Blind with vengeful rage, Dolores went on a murderous rampage. Before ultimately escaping the confines of the Westworld theme park, the killer host pillaged The Forge, the supercomputer holding all of the guest data the Delos corporation had been secretly stealing.  She caused a flood, deleted a whole lot of those data pearls in the process, and installed her consciousness into the host replica of new Delos boss Charlotte Hale (Tessa Thompson) before heading into the Valley Beyond.

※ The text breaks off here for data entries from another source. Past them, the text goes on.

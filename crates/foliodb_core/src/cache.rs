//! In-memory listing cache.
//!
//! Keeps the document listing warm for reactive callers. After an initial
//! [`ListingCache::reload`], the cache is kept current by feeding it
//! committed [`ChangeEvent`]s; each event touches only the document it
//! names, so unrelated entries are never re-fetched.

use crate::change_feed::{ChangeEvent, ChangeKind};
use crate::document::{Document, DocumentId};
use crate::error::StoreResult;
use crate::store::{self, Store};
use parking_lot::RwLock;
use std::collections::HashMap;

/// A cache of the full document listing, keyed by document id.
///
/// Entries hold attachment stubs only.
#[derive(Default)]
pub struct ListingCache {
    docs: RwLock<HashMap<DocumentId, Document>>,
}

impl ListingCache {
    /// Creates an empty cache.
    #[must_use]
    pub fn new() -> Self {
        Self::default()
    }

    /// Replaces the cache contents with the store's current listing.
    ///
    /// Used for the initial fill and to recover after events were missed,
    /// e.g. when a subscriber reconnects.
    pub fn reload(&self, store: &Store) -> StoreResult<()> {
        let listing = store.all_docs()?;
        let mut docs = self.docs.write();
        docs.clear();
        for doc in listing {
            docs.insert(doc.id().clone(), doc);
        }
        Ok(())
    }

    /// Applies one committed change to the cached entry it names.
    pub fn apply(&self, event: &ChangeEvent) {
        let mut docs = self.docs.write();
        match event.kind {
            ChangeKind::Insert | ChangeKind::Update => {
                if let Some(doc) = &event.doc {
                    docs.insert(event.id.clone(), doc.with_attachment_stubs());
                }
            }
            ChangeKind::Delete => {
                docs.remove(&event.id);
            }
        }
    }

    /// Returns the cached entry for `id`, if any.
    pub fn get(&self, id: &DocumentId) -> Option<Document> {
        self.docs.read().get(id).cloned()
    }

    /// Returns the cached listing in display order: creation time, then id.
    pub fn docs(&self) -> Vec<Document> {
        let mut docs: Vec<Document> = self.docs.read().values().cloned().collect();
        store::sort_listing(&mut docs);
        docs
    }

    /// Returns the number of cached documents.
    pub fn len(&self) -> usize {
        self.docs.read().len()
    }

    /// Returns true when the cache holds no documents.
    pub fn is_empty(&self) -> bool {
        self.docs.read().is_empty()
    }
}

Photograph by John P. Johnson/HBO Thandie Newton HBO Westworld Season 3 - Episode 1

(Photo by John P. Johnson/HBO)

Things for former brothel owner Maeve went a different direction, entirely. After her glitch woke her up, the sentient host infiltrated the inner-workings of the park, enlisting Hector, Armistice and the rest of their outlaw gang, as well as Head of Narrative Design, Lee Sizemore,  to help in the search of her long lost daughter. Unfortunately for her, as she closed in on reuniting with the girl, Delores and Bernard (Jeffrey Wright) rained hell upon the park, leaving Maeve shot. As she bled out, she watched her daughter exit the park for greener digital pastures with Native American host Akecheta (Zahn McClarnon).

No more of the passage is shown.